Intraoperative laparoscopic ultrasound applications include: judging whether the structure of the hepatic hilar duct is altered; verifying the correctness of the anatomy of the hepatic hilar; marking the projection of the middle hepatic vein on the liver surface; marking the planned resection line and adjusting the plane of the broken liver, etc. several aspects.

The team used the double main knife + CUSA method to optimize the method of liver parenchymal dissection, and gave full play to the advantages of two surgeons at the same time, avoiding the time waste caused by different surgical instruments repeatedly entering and leaving the abdominal cavity during the single main knife operation, and integrating various energies The advantages of the instrument improve the efficiency of liver severance and shorten the operation time. Moreover, this optimized method, through the rational use of CUSA, can achieve the engraving of the intrahepatic duct, effectively avoiding bleeding that is difficult to control during the hepatectomy.

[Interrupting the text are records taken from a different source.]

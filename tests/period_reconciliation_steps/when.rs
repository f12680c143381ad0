//! When steps for period reconciliation BDD scenarios.

use super::world::{PeriodWorld, granularity, run_async};
use pillarwise::tracking::{
    domain::{PeriodAnchor, SubUnit},
    services::{EntryInput, TrackingServiceError},
};
use rstest_bdd_macros::when;

#[when(
    r#"{minutes:u32} minutes are logged for "{name}" in the {period} period {date} at slot {slot:u32}"#
)]
fn log_minutes(
    world: &mut PeriodWorld,
    minutes: u32,
    name: String,
    period: String,
    date: String,
    slot: u32,
) -> Result<(), eyre::Report> {
    let task_id = world.task(&name)?.id();
    let anchor = match PeriodAnchor::parse(granularity(&period)?, &date) {
        Ok(anchor) => anchor,
        Err(err) => {
            world.last_error = Some(TrackingServiceError::Domain(err));
            return Ok(());
        }
    };

    let input = EntryInput::new(task_id, SubUnit::new(slot), minutes);
    match run_async(world.services.entries.bulk_save(anchor, vec![input])) {
        Ok(outcome) => world.last_summary = Some(outcome.summary),
        Err(err) => world.last_error = Some(err),
    }
    Ok(())
}

#[when(r#""{name}" is marked not applicable in the {period} period {date}"#)]
fn mark_not_applicable(
    world: &mut PeriodWorld,
    name: String,
    period: String,
    date: String,
) -> Result<(), eyre::Report> {
    let task_id = world.task(&name)?.id();
    let anchor = PeriodAnchor::parse(granularity(&period)?, &date)?;
    let outcome = run_async(world.services.statuses.mark_na(task_id, anchor))?;
    world.last_summary = Some(outcome.summary);
    Ok(())
}

#[when(r#""{name}" is marked complete in the {period} period {date}"#)]
fn mark_complete(
    world: &mut PeriodWorld,
    name: String,
    period: String,
    date: String,
) -> Result<(), eyre::Report> {
    let task_id = world.task(&name)?.id();
    let anchor = PeriodAnchor::parse(granularity(&period)?, &date)?;
    let outcome = run_async(world.services.statuses.mark_complete(task_id, anchor))?;
    world.last_summary = Some(outcome.summary);
    Ok(())
}
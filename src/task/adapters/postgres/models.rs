//! Diesel row models for task persistence.

use super::schema::tasks;
use chrono::{DateTime, Utc};
use diesel::prelude::*;

/// Query result and insert row for task records.
#[derive(Debug, Clone, Queryable, Selectable, Insertable, AsChangeset)]
#[diesel(table_name = tasks)]
#[diesel(check_for_backend(diesel::pg::Pg))]
#[diesel(treat_none_as_null = true)]
pub struct TaskRow {
    /// Internal task identifier.
    pub id: uuid::Uuid,
    /// Task name.
    pub name: String,
    /// Pillar storage value.
    pub pillar: String,
    /// Owning category identifier.
    pub category_id: uuid::Uuid,
    /// Optional sub-category identifier.
    pub sub_category_id: Option<uuid::Uuid>,
    /// Minutes expected per period.
    pub allocated_minutes: i32,
    /// Frequency storage value.
    pub frequency: String,
    /// Whether the task participates in allocation.
    pub is_active: bool,
    /// Global completion timestamp.
    pub completed_at: Option<DateTime<Utc>>,
    /// Global "not applicable" timestamp.
    pub na_marked_at: Option<DateTime<Utc>>,
    /// Soft-delete timestamp.
    pub deleted_at: Option<DateTime<Utc>>,
    /// Creation timestamp.
    pub created_at: DateTime<Utc>,
    /// Last update timestamp.
    pub updated_at: DateTime<Utc>,
}
//! Domain model for the task registry.
//!
//! The mutable [`Task`] aggregate is kept apart from the immutable
//! [`TaskSnapshot`] that time entries embed, so renaming or retiring a task
//! never rewrites history.

mod error;
mod frequency;
mod ids;
mod snapshot;
mod task;

pub use error::{ParseFrequencyError, TaskDomainError};
pub use frequency::Frequency;
pub use ids::{AllocatedMinutes, TaskId, TaskName};
pub use snapshot::TaskSnapshot;
pub use task::{PersistedTaskData, Task, TaskDraft, TaskPlacement};
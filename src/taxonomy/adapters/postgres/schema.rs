//! Diesel schema for taxonomy persistence.

diesel::table! {
    /// Categories grouped under a fixed pillar.
    categories (id) {
        /// Category identifier.
        id -> Uuid,
        /// Owning pillar in storage form.
        #[max_length = 20]
        pillar -> Varchar,
        /// Category name.
        #[max_length = 100]
        name -> Varchar,
        /// Optional description.
        description -> Nullable<Text>,
        /// Creation timestamp.
        created_at -> Timestamptz,
        /// Last update timestamp.
        updated_at -> Timestamptz,
    }
}

diesel::table! {
    /// Sub-categories grouped under a category.
    sub_categories (id) {
        /// Sub-category identifier.
        id -> Uuid,
        /// Parent category identifier.
        category_id -> Uuid,
        /// Sub-category name.
        #[max_length = 100]
        name -> Varchar,
        /// Creation timestamp.
        created_at -> Timestamptz,
        /// Last update timestamp.
        updated_at -> Timestamptz,
    }
}

diesel::joinable!(sub_categories -> categories (category_id));
diesel::allow_tables_to_appear_in_same_query!(categories, sub_categories);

The team used selective hemihepatic blood flow block + intermittent total hepatic blood flow blockade to control the first hepatic portal hepatic blood flow, and at the same time cooperated with controlled low central venous pressure to cut off the liver parenchyma process The bleeding was significantly reduced, and the surgical field remained clear. Thus, the remaining liver function is ensured, the operation time is shortened, and the safety of the operation is improved.

The second hepatic portal treatment is another key. The team recommends that the right hepatic vein should not be dissected out of the liver routinely. Instead, it is advisable to dissect the right hepatic vein in the liver and close it when approaching the second hepatic hilum in the later stage of the hepatic parenchyma. Because hepatic veins are easy to tear and cause uncontrollable bleeding, and after tearing, it is likely to cause air embolism, which can cause death in severe cases.

Of course, if the local tissue is loose and the level is clear, extrahepatic anatomy and suspension of the right hepatic vein can also be considered. This has certain advantages for the protection of blood vessels and the judgment of the plane of the liver when anatomically resected tumors in some special parts.

It is best to use a sling (line) when severing the right hepatic pedicle and right hepatic vein during the operation. After suspending the pipeline structure, insert the cutting closer, and be sure to see the end of the staple cartridge and the reserved side to avoid bleeding And pre-save the damage of the side pipeline. For patients with hepatolithiasis, before cutting the closure device to treat the right hepatic pedicle, it is necessary to determine the fracture plane through laparoscopic ultrasound to exclude intrahepatic bile duct stones, so as to avoid accidental nail bursts.

For the treatment of short hepatic blood vessels, it can be temporarily closed with a small titanium clip or hemo-lock clip. It is recommended to ligate the blood vessel with sutures after removing the specimen to increase reliability. Regarding the liberation of the ligaments around the liver, generally the right hepatectomy does not necessarily completely free the left hepatic ligament, but it is recommended that at least the left coronary ligament be freed to facilitate the rotation of the liver and facilitate exposure.

The choice of surgical approach should not be limited to a certain method. For patients with large tumors, difficult to move, and a history of interventional embolization or radiofrequency ablation, the relationship between the liver and the diaphragm or abdominal wall is often relatively dense, and it is quite difficult to free the liver. The author believes that in this case, the use of anterior approach to cut the liver or a combination of the two methods may be more conducive to the complete resection of the tumor, and avoid unnecessary tumor rupture, which may increase the risk of implantation and metastasis.